The U.S. Dollar Index may be forming a baseline around 102. We are now in the center of a reversal zone specifically for currencies (Jan. 18 - 27), so a bottom and reversal back up in the dollar could be imminent. Last week's low at 101.53 could have been it already, but the greenback could make a lower low this week before reversing. A rise in the U.S. dollar now could push gold and silver prices down into our cycle and sub-cycle lows. We will watch for that this week.


The medium-term cycle labeling for crude oil is still not clear, but there are two likely possibilities at this point in time:

1) Crude started a new medium-term cycle with its low of Sept. 28 at $73.28 (March contract chart). This scenario is bearish because prices have already fallen well below the start of the cycle (crude fell to $70.56 on Dec. 9), and the rally from Dec. 9 should turn back down soon with prices falling below $70.56 to the final cycle bottom due anytime now by March 4. 

2) Crude started a new medium-term cycle on Dec. 9 at $70.56. This scenario could be bullish or bearish, depending on whether or not prices can stay above $70.56. Prices seem to have overcome resistance at $80 and are holding above there. The next steps in a bullish cycle would be to clear $85, and then $90. If bearish, however, prices will not clear these hurdles before turning down again and breaking below $70.

We are now also looking for the end of a longer-term 3-year cycle in crude which is due anytime now, but ideally around March 7 (or maybe near Feb. 4). If we get new lows then, it may be a very good spot to buy.

Because the crude cycle is not clear right now, we will remain on the sidelines until we see a more definitive trend up or down.

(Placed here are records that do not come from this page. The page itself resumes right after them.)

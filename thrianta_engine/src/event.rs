//! Synchronous event bus
//!
//! Listeners register a callback per event code. `fire` walks the listeners
//! of a code in registration order and stops at the first one that reports
//! the event as handled.

use rustc_hash::FxHashMap;

/// Codes below this value are reserved for the engine
pub const MAX_SYSTEM_EVENT_CODE: u16 = 0xFF;

/// Engine-reserved event codes
#[repr(u16)]
#[derive(Debug, Clone, Copy, PartialEq, Eq, Hash)]
pub enum SystemEventCode {
    /// Shut the application down on the next frame
    ApplicationQuit = 0x01,
    KeyPressed = 0x02,
    KeyReleased = 0x03,
    ButtonPressed = 0x04,
    ButtonReleased = 0x05,
    MouseMoved = 0x06,
    MouseWheel = 0x07,
    /// Framebuffer resized, carries the new size
    Resized = 0x08,
}

impl From<SystemEventCode> for u16 {
    fn from(code: SystemEventCode) -> Self {
        code as u16
    }
}

/// Payload delivered with an event
#[derive(Debug, Clone, Copy, PartialEq)]
pub enum EventContext {
    None,
    Key(u32),
    Button(u16),
    MouseMoved { x: f32, y: f32 },
    MouseWheel { delta: f32 },
    Resized { width: u32, height: u32 },
    /// Application-defined payload for codes above `MAX_SYSTEM_EVENT_CODE`
    Custom([u8; 16]),
}

/// Identity of a listener, chosen by the caller
pub type ListenerId = u64;

/// Event callback. Returns `true` when the event is handled and must not
/// propagate further.
pub type EventCallback = Box<dyn FnMut(u16, &EventContext) -> bool>;

struct RegisteredListener {
    listener: ListenerId,
    callback: EventCallback,
}

/// Event dispatch table keyed by event code
#[derive(Default)]
pub struct EventBus {
    registered: FxHashMap<u16, Vec<RegisteredListener>>,
}

impl EventBus {
    pub fn new() -> Self {
        Self::default()
    }

    /// Register `callback` for `code` on behalf of `listener`
    ///
    /// Returns `false` if this listener is already registered for the code.
    pub fn register<F>(&mut self, code: impl Into<u16>, listener: ListenerId, callback: F) -> bool
    where
        F: FnMut(u16, &EventContext) -> bool + 'static,
    {
        let code = code.into();
        let listeners = self.registered.entry(code).or_default();

        if listeners.iter().any(|l| l.listener == listener) {
            crate::engine_warn!(
                "thrianta::Event",
                "Listener {} already registered for event code {}",
                listener, code
            );
            return false;
        }

        listeners.push(RegisteredListener {
            listener,
            callback: Box::new(callback),
        });
        true
    }

    /// Remove `listener` from `code`, keeping the order of the others
    ///
    /// Returns `false` if no such registration exists.
    pub fn unregister(&mut self, code: impl Into<u16>, listener: ListenerId) -> bool {
        let code = code.into();
        let Some(listeners) = self.registered.get_mut(&code) else {
            return false;
        };

        match listeners.iter().position(|l| l.listener == listener) {
            Some(index) => {
                listeners.remove(index);
                if listeners.is_empty() {
                    self.registered.remove(&code);
                }
                true
            }
            None => false,
        }
    }

    /// Dispatch an event. Returns `true` if some listener handled it.
    pub fn fire(&mut self, code: impl Into<u16>, context: EventContext) -> bool {
        let code = code.into();
        let Some(listeners) = self.registered.get_mut(&code) else {
            return false;
        };

        for registered in listeners.iter_mut() {
            if (registered.callback)(code, &context) {
                return true;
            }
        }
        false
    }

    pub fn listener_count(&self, code: impl Into<u16>) -> usize {
        self.registered.get(&code.into()).map_or(0, Vec::len)
    }
}

#[cfg(test)]
#[path = "event_tests.rs"]
mod tests;
/// Shader module loading
///
/// Bytecode lives at `assets/shaders/<name>.<stage>.spv`. Pipeline
/// construction is left to the caller; this only produces the module and
/// the stage descriptor that points at its `main` entry.

use ash::vk;
use std::ffi::CStr;
use std::io::Cursor;
use std::path::{Path, PathBuf};

use thrianta_engine::thrianta::{Error, Result};
use thrianta_engine::{engine_debug, engine_err, engine_error};

const SOURCE: &str = "thrianta::vulkan";

pub const SHADER_DIRECTORY: &str = "assets/shaders";
pub const ENTRY_POINT: &CStr = c"main";

#[derive(Debug, Clone, Copy, PartialEq, Eq)]
pub enum ShaderStage {
    Vertex,
    Fragment,
    Compute,
}

impl ShaderStage {
    /// File-name tag of the stage
    pub fn tag(self) -> &'static str {
        match self {
            ShaderStage::Vertex => "vert",
            ShaderStage::Fragment => "frag",
            ShaderStage::Compute => "comp",
        }
    }

    pub fn to_vk(self) -> vk::ShaderStageFlags {
        match self {
            ShaderStage::Vertex => vk::ShaderStageFlags::VERTEX,
            ShaderStage::Fragment => vk::ShaderStageFlags::FRAGMENT,
            ShaderStage::Compute => vk::ShaderStageFlags::COMPUTE,
        }
    }
}

/// `<root>/<name>.<stage>.spv`
pub fn shader_path(root: &Path, name: &str, stage: ShaderStage) -> PathBuf {
    root.join(format!("{}.{}.spv", name, stage.tag()))
}

/// Turn raw bytecode into aligned SPIR-V words
pub fn parse_spirv(name: &str, bytes: &[u8]) -> Result<Vec<u32>> {
    if bytes.is_empty() {
        return Err(Error::InvalidResource(format!("Shader '{}' is empty", name)));
    }
    ash::util::read_spv(&mut Cursor::new(bytes)).map_err(|e| {
        engine_error!(SOURCE, "Invalid SPIR-V in shader '{}': {}", name, e);
        Error::InvalidResource(format!("Invalid SPIR-V in shader '{}': {}", name, e))
    })
}

pub struct ShaderModule {
    pub(crate) module: vk::ShaderModule,
    stage: ShaderStage,
    device: ash::Device,
}

impl ShaderModule {
    pub fn from_spirv(device: &ash::Device, name: &str, code: &[u32], stage: ShaderStage) -> Result<Self> {
        let create_info = vk::ShaderModuleCreateInfo::default().code(code);
        let module = unsafe { device.create_shader_module(&create_info, None) }
            .map_err(|e| engine_err!(SOURCE, "Failed to create shader module '{}': {:?}", name, e))?;

        Ok(Self { module, stage, device: device.clone() })
    }

    /// Read `<root>/<name>.<stage>.spv` and build a module from it
    pub fn load(device: &ash::Device, root: &Path, name: &str, stage: ShaderStage) -> Result<Self> {
        let path = shader_path(root, name, stage);
        let bytes = std::fs::read(&path).map_err(|e| {
            engine_error!(SOURCE, "Unable to read shader module '{}': {}", path.display(), e);
            Error::Io(format!("{}: {}", path.display(), e))
        })?;

        let code = parse_spirv(name, &bytes)?;
        let module = Self::from_spirv(device, name, &code, stage)?;
        engine_debug!(SOURCE, "Loaded shader module '{}' ({} bytes)", path.display(), bytes.len());
        Ok(module)
    }

    pub fn stage(&self) -> ShaderStage {
        self.stage
    }

    pub fn stage_info(&self) -> vk::PipelineShaderStageCreateInfo<'static> {
        vk::PipelineShaderStageCreateInfo::default()
            .stage(self.stage.to_vk())
            .module(self.module)
            .name(ENTRY_POINT)
    }
}

impl Drop for ShaderModule {
    fn drop(&mut self) {
        unsafe {
            self.device.destroy_shader_module(self.module, None);
        }
    }
}

#[cfg(test)]
#[path = "vulkan_shader_tests.rs"]
mod tests;
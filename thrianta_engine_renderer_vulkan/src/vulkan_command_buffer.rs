/// CommandBuffer - a primary Vulkan command buffer with a tracked lifecycle
///
/// The handle is only ever touched through these methods so the recorded
/// `CommandBufferState` always matches what the driver sees.

use std::sync::MutexGuard;

use ash::vk;

use thrianta_engine::thrianta::render::CommandBufferState;
use thrianta_engine::thrianta::{Error, Result};
use thrianta_engine::engine_err;

use crate::vulkan_context::GpuContext;

const SOURCE: &str = "thrianta::vulkan";

/// Usage hints passed to `vkBeginCommandBuffer`
#[derive(Debug, Clone, Copy, Default, PartialEq, Eq)]
pub struct BeginFlags {
    pub single_use: bool,
    pub render_pass_continue: bool,
    pub simultaneous_use: bool,
}

impl BeginFlags {
    pub fn to_vk(self) -> vk::CommandBufferUsageFlags {
        let mut flags = vk::CommandBufferUsageFlags::empty();
        if self.single_use {
            flags |= vk::CommandBufferUsageFlags::ONE_TIME_SUBMIT;
        }
        if self.render_pass_continue {
            flags |= vk::CommandBufferUsageFlags::RENDER_PASS_CONTINUE;
        }
        if self.simultaneous_use {
            flags |= vk::CommandBufferUsageFlags::SIMULTANEOUS_USE;
        }
        flags
    }
}

#[derive(Debug)]
pub struct CommandBuffer {
    handle: vk::CommandBuffer,
    state: CommandBufferState,
}

impl CommandBuffer {
    /// Allocate `count` primary command buffers from `pool`
    pub fn allocate(device: &ash::Device, pool: vk::CommandPool, count: u32) -> Result<Vec<CommandBuffer>> {
        let allocate_info = vk::CommandBufferAllocateInfo::default()
            .command_pool(pool)
            .level(vk::CommandBufferLevel::PRIMARY)
            .command_buffer_count(count);

        let handles = unsafe { device.allocate_command_buffers(&allocate_info) }
            .map_err(|e| engine_err!(SOURCE, "Failed to allocate {} command buffers: {:?}", count, e))?;

        Ok(handles
            .into_iter()
            .map(|handle| CommandBuffer { handle, state: CommandBufferState::Ready })
            .collect())
    }

    /// Return every buffer to `pool`
    pub fn free_all(device: &ash::Device, pool: vk::CommandPool, buffers: &mut Vec<CommandBuffer>) {
        if buffers.is_empty() {
            return;
        }
        let handles: Vec<vk::CommandBuffer> = buffers.drain(..).map(|cb| cb.handle).collect();
        unsafe {
            device.free_command_buffers(pool, &handles);
        }
    }

    pub fn handle(&self) -> vk::CommandBuffer {
        self.handle
    }

    pub fn state(&self) -> CommandBufferState {
        self.state
    }

    /// Move to `next`, failing on an illegal transition
    pub fn set_state(&mut self, next: CommandBufferState) -> Result<()> {
        self.state = self.state.transition(next)?;
        Ok(())
    }

    pub fn begin(&mut self, device: &ash::Device, flags: BeginFlags) -> Result<()> {
        let next = self.state.transition(CommandBufferState::Recording)?;
        let begin_info = vk::CommandBufferBeginInfo::default().flags(flags.to_vk());
        unsafe { device.begin_command_buffer(self.handle, &begin_info) }
            .map_err(|e| engine_err!(SOURCE, "Failed to begin command buffer: {:?}", e))?;
        self.state = next;
        Ok(())
    }

    pub fn end(&mut self, device: &ash::Device) -> Result<()> {
        let next = self.state.transition(CommandBufferState::RecordingEnded)?;
        unsafe { device.end_command_buffer(self.handle) }
            .map_err(|e| engine_err!(SOURCE, "Failed to end command buffer: {:?}", e))?;
        self.state = next;
        Ok(())
    }

    pub fn reset(&mut self, device: &ash::Device) -> Result<()> {
        let next = self.state.transition(CommandBufferState::Ready)?;
        unsafe { device.reset_command_buffer(self.handle, vk::CommandBufferResetFlags::empty()) }
            .map_err(|e| engine_err!(SOURCE, "Failed to reset command buffer: {:?}", e))?;
        self.state = next;
        Ok(())
    }

    /// Ensure the buffer is in a recordable state; fails if it is still
    /// recording
    pub fn ensure_ready(&mut self, device: &ash::Device) -> Result<()> {
        match self.state {
            CommandBufferState::Ready => Ok(()),
            CommandBufferState::RecordingEnded | CommandBufferState::Submitted => self.reset(device),
            state => Err(Error::InvalidState(format!("Command buffer cannot be reset while {:?}", state))),
        }
    }
}

/// A one-shot command buffer from the upload pool
///
/// Holds the pool lock from allocation until the buffer is freed, so the
/// pool and the graphics queue are never used by two uploads at once.
pub struct SingleUseCommands<'a> {
    ctx: &'a GpuContext,
    pool: MutexGuard<'a, vk::CommandPool>,
    command_buffers: Vec<CommandBuffer>,
}

impl SingleUseCommands<'_> {
    pub fn handle(&self) -> vk::CommandBuffer {
        self.command_buffers
            .first()
            .map_or(vk::CommandBuffer::null(), CommandBuffer::handle)
    }

    /// End the buffer, submit it on the graphics queue and wait for the
    /// queue to drain; the buffer is freed when `self` drops
    pub fn submit(mut self) -> Result<()> {
        let ctx = self.ctx;
        let command_buffer = self
            .command_buffers
            .first_mut()
            .ok_or_else(|| engine_err!(SOURCE, "One-shot command buffer already freed"))?;
        command_buffer.end(&ctx.device)?;

        let command_buffers = [command_buffer.handle()];
        let submit_info = vk::SubmitInfo::default().command_buffers(&command_buffers);
        unsafe {
            ctx.device
                .queue_submit(ctx.graphics_queue, &[submit_info], vk::Fence::null())
                .map_err(|e| engine_err!(SOURCE, "Failed to submit one-shot commands: {:?}", e))?;
            ctx.device
                .queue_wait_idle(ctx.graphics_queue)
                .map_err(|e| engine_err!(SOURCE, "Failed to wait for one-shot commands: {:?}", e))?;
        }
        command_buffer.set_state(CommandBufferState::Submitted)
    }
}

impl Drop for SingleUseCommands<'_> {
    fn drop(&mut self) {
        CommandBuffer::free_all(&self.ctx.device, *self.pool, &mut self.command_buffers);
    }
}

/// Lock the upload pool, allocate a one-shot command buffer and begin it
pub fn begin_single_use(ctx: &GpuContext) -> Result<SingleUseCommands<'_>> {
    let pool = ctx.lock_upload_pool()?;
    let command_buffers = CommandBuffer::allocate(&ctx.device, *pool, 1)?;
    let mut commands = SingleUseCommands { ctx, pool, command_buffers };

    let command_buffer = commands
        .command_buffers
        .first_mut()
        .ok_or_else(|| engine_err!(SOURCE, "Driver returned no command buffer"))?;
    command_buffer.begin(&ctx.device, BeginFlags { single_use: true, ..Default::default() })?;
    Ok(commands)
}

#[cfg(test)]
#[path = "vulkan_command_buffer_tests.rs"]
mod tests;
use super::*;

#[test]
fn test_vk_error_classifies_device_loss() {
    let err = vk_error("vkQueueSubmit", vk::Result::ERROR_DEVICE_LOST);
    assert!(matches!(err, Error::DeviceLost(_)));
}

#[test]
fn test_vk_error_classifies_out_of_memory() {
    assert!(matches!(
        vk_error("vkAllocateMemory", vk::Result::ERROR_OUT_OF_DEVICE_MEMORY),
        Error::OutOfMemory
    ));
    assert!(matches!(
        vk_error("vkCreateFence", vk::Result::ERROR_OUT_OF_HOST_MEMORY),
        Error::OutOfMemory
    ));
}

#[test]
fn test_vk_error_keeps_call_site() {
    let err = vk_error("vkResetFences", vk::Result::ERROR_UNKNOWN);
    match err {
        Error::BackendError(message) => assert!(message.contains("vkResetFences")),
        other => panic!("unexpected error {:?}", other),
    }
}

#[test]
fn test_flipped_viewport_conversion() {
    let viewport = to_vk_viewport(Viewport::flipped(800, 600));
    assert_eq!(viewport.y, 600.0);
    assert_eq!(viewport.height, -600.0);
    assert_eq!(viewport.width, 800.0);
    assert_eq!(viewport.max_depth, 1.0);
}

#[test]
fn test_require_recording() {
    assert!(require_recording(CommandBufferState::Recording).is_ok());
    assert!(require_recording(CommandBufferState::InRenderPass).is_ok());
    assert!(matches!(
        require_recording(CommandBufferState::Ready),
        Err(Error::InvalidState(_))
    ));
}

#[test]
fn test_end_render_pass_requires_open_pass() {
    assert!(require_in_render_pass(CommandBufferState::InRenderPass).is_ok());
    for state in [
        CommandBufferState::Ready,
        CommandBufferState::Recording,
        CommandBufferState::NotAllocated,
    ] {
        assert!(matches!(require_in_render_pass(state), Err(Error::InvalidState(_))));
    }
}

#[test]
fn test_command_buffer_lookup_out_of_range() {
    let mut buffers: Vec<CommandBuffer> = Vec::new();
    assert!(matches!(command_buffer_at(&mut buffers, 0), Err(Error::InvalidResource(_))));
}
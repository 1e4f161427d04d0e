/// Command buffer lifecycle shared by every backend

use crate::error::{Error, Result};

/// Lifecycle state of a per-image command buffer
///
/// `NotAllocated -> Ready -> Recording -> (InRenderPass -> Recording)
/// -> RecordingEnded -> Submitted -> Ready`
#[derive(Debug, Clone, Copy, PartialEq, Eq, Default)]
pub enum CommandBufferState {
    #[default]
    NotAllocated,
    Ready,
    Recording,
    InRenderPass,
    RecordingEnded,
    Submitted,
}

impl CommandBufferState {
    pub fn can_transition_to(self, next: CommandBufferState) -> bool {
        use CommandBufferState::*;
        match (self, next) {
            // Free is always allowed
            (_, NotAllocated) => true,
            (NotAllocated, Ready) => true,
            // Reset
            (Ready | RecordingEnded | Submitted, Ready) => true,
            (Ready, Recording) => true,
            (Recording, InRenderPass) => true,
            (InRenderPass, Recording) => true,
            (Recording, RecordingEnded) => true,
            (RecordingEnded, Submitted) => true,
            _ => false,
        }
    }

    /// Checked transition
    pub fn transition(self, next: CommandBufferState) -> Result<CommandBufferState> {
        if self.can_transition_to(next) {
            Ok(next)
        } else {
            Err(Error::InvalidState(format!(
                "Invalid command buffer transition {:?} -> {:?}",
                self, next
            )))
        }
    }
}

#[cfg(test)]
#[path = "command_buffer_tests.rs"]
mod tests;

Trading Blog      Friday (evening), January 20, 2023

1/20/2023

 
MARKETS  UPDATE  (10:30 pm EST)

The broad stock market was a bit of a roller coaster ride this week. The DOW was the most bearish, peaking with a new weekly high on Monday and then falling dramatically into Thursday, but then staging a strong bounce back up today. The S&P 500 and NASDAQ peaked with new weekly highs a little later towards the middle of the week but then also plunged on Thursday and rebounded strongly today (Friday). The DOW broke below both its 15-day and 45-day moving average and closed the week below both (bearish). The S&P 500 also breached its 15 and 45-day moving averages, but it closed the week back above both (bullish). The NASDAQ only breached its 45-day moving average and also closed the week above it (more bullish).

So we are getting mixed bullish and bearish signals here, and there's still a chance these indices could rise next week to challenge or exceed their Dec. 13 highs. If all three break and close above those highs, the current trend would be confirmed as bullish, and we would probably wait for a significant corrective dip to buy. But if only one or two (or none) of these indices break those highs by the end of next week, it would be a bearish sign, and we may look to go short. Let's remain on the sidelines of the broad stock market for now.

Gold and silver also gave us some mixed signals this week. Both metals fell sharply early this week, but both have recovered much of that loss yesterday and today. Gold, in fact, made a new weekly high today, but silver did not, so our intermarket bearish divergence signal persists. Gold's next sub-cycle corrective low is due in two weeks (by Feb. 3), so it still has time to make a new high before falling. (That is, If the high wasn't today. If it wasn't, it will likely happen next week.) Silver, on the other hand, has its final medium-term cycle bottom due by the end of next week. This means its top is most likely in, and despite today's bounce, prices should continue to fall next week into our $20 - $22 range (we hope). We will continue to hold our short position in silver and maybe lower our stop loss now to a break above this week's high of $24.50.

Crude oil prices also bounced around quite a bit this week. The peak high on Wednesday at $82.38 exceeded the Jan. 3 high of $81.50, but today's close at $81.31 was still below that high. The medium-term cycle labeling for crude is still unclear, and we can't be sure if the cycle trend is bullish or bearish. We will remain on the sidelines of crude for now.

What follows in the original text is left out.